Construction of membrane reactors coupled with conjugated network hollow microspheres for cascade production of block copolymers

Abstract

Membrane reactors have inspired a cascading and sustainable approach toward chemical production and processing, offering potential for improving reaction efficiency and addressing limitations to product purification. In this work, hollow microspheres comprising porphyrinic conjugated microporous networks (H-PPrIB-M MSs) are engineered through Sonogashira–Hagihara cross-coupling polycondensation with the assistance of silica templates. Using the photoinduced electron/energy transfer-reversible addition-fragmentation chain transfer (PET-RAFT) polymerization with H-PPrIB-M MSs as heterogeneous catalysts, polymerization was conducted under mild conditions: low-intensity household white light or far-red light, closed or open reaction vessels, ambient temperature, and ultrapure water as the solvent. Taking advantage of the robustness of H-PPrIB-M MSs, the suspended catalysts were fitted into membrane reactors to fabricate the suspended-catalyst-based membrane reactor (SCBMR) system. High polymerization kinetics, oxygen tolerance and precise control over molecular weights and polydispersities were achieved in the SCBMR systems.

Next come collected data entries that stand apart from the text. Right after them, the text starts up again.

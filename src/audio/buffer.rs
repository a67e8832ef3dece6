use crate::error::{EngineError, EngineResult};

/// Decoded, per-channel audio held for the lifetime of one loaded file.
#[derive(Clone, Debug)]
pub struct AudioBuffer {
    channels: Vec<Vec<f32>>,
    sample_rate: f64,
}

impl AudioBuffer {
    /// Build a buffer from planar channel data. All channels must share a length.
    pub fn new(channels: Vec<Vec<f32>>, sample_rate: f64) -> EngineResult<Self> {
        if channels.is_empty() || !(sample_rate.is_finite() && sample_rate > 0.0) {
            return Err(EngineError::EmptyBuffer);
        }
        let len = channels[0].len();
        if len == 0 {
            return Err(EngineError::EmptyBuffer);
        }
        if channels.iter().any(|c| c.len() != len) {
            return Err(EngineError::Protocol(
                "channels have different lengths".to_string(),
            ));
        }
        Ok(Self {
            channels,
            sample_rate,
        })
    }

    /// Buffer of zeros.
    pub fn silent(channel_count: usize, length: usize, sample_rate: f64) -> EngineResult<Self> {
        Self::new(vec![vec![0.0; length]; channel_count], sample_rate)
    }

    pub fn sample_rate(&self) -> f64 {
        self.sample_rate
    }

    pub fn channel_count(&self) -> usize {
        self.channels.len()
    }

    /// Samples per channel
    pub fn len(&self) -> usize {
        self.channels[0].len()
    }

    pub fn is_empty(&self) -> bool {
        self.len() == 0
    }

    pub fn duration(&self) -> f64 {
        self.len() as f64 / self.sample_rate
    }

    pub fn channel(&self, index: usize) -> Option<&[f32]> {
        self.channels.get(index).map(Vec::as_slice)
    }

    /// Observed (min, max) sample value over every channel.
    ///
    /// A buffer without finite samples reports (-1, 1).
    pub fn amplitude_range(&self) -> (f64, f64) {
        let (min, max) = self
            .channels
            .iter()
            .flat_map(|c| c.iter())
            .fold((f32::INFINITY, f32::NEG_INFINITY), |(lo, hi), &v| {
                (lo.min(v), hi.max(v))
            });
        if min.is_finite() && max.is_finite() {
            (min as f64, max as f64)
        } else {
            (-1.0, 1.0)
        }
    }
}

#[cfg(test)]
mod tests {
    use super::*;

    #[test]
    fn reports_shape_and_duration() {
        let buffer = AudioBuffer::silent(2, 44100, 44100.0).unwrap();
        assert_eq!(buffer.channel_count(), 2);
        assert_eq!(buffer.len(), 44100);
        assert!((buffer.duration() - 1.0).abs() < 1e-12);
        assert!(buffer.channel(2).is_none());
    }

    #[test]
    fn amplitude_range_spans_all_channels() {
        let buffer = AudioBuffer::new(vec![vec![0.1, -0.4], vec![0.7, 0.0]], 8000.0).unwrap();
        let (min, max) = buffer.amplitude_range();
        assert!((min + 0.4).abs() < 1e-6);
        assert!((max - 0.7).abs() < 1e-6);
    }

    #[test]
    fn rejects_ragged_channels() {
        assert!(AudioBuffer::new(vec![vec![0.0; 3], vec![0.0; 2]], 8000.0).is_err());
        assert!(AudioBuffer::new(Vec::new(), 8000.0).is_err());
        assert!(AudioBuffer::silent(2, 0, 8000.0).is_err());
    }
}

Separation and reutilization of the catalyst-functionalized nanocomposite was realized through facile centrifugation, which led to negligible catalyst leaching and maintenance of catalytic performance over six polymerization cycles. The purification of PHEAA-b-PNAT-b-PHPGA-CDSP triblock copolymers with purity exceeding 99% could be accomplished within 2.1 diavolumes. With the concept of such catalytic membrane reactors, this work represents a simplified and customizable synthetic tool to unlock macromolecular buildups with precisely controlled architectures and desirable properties for a variety of high-value applications.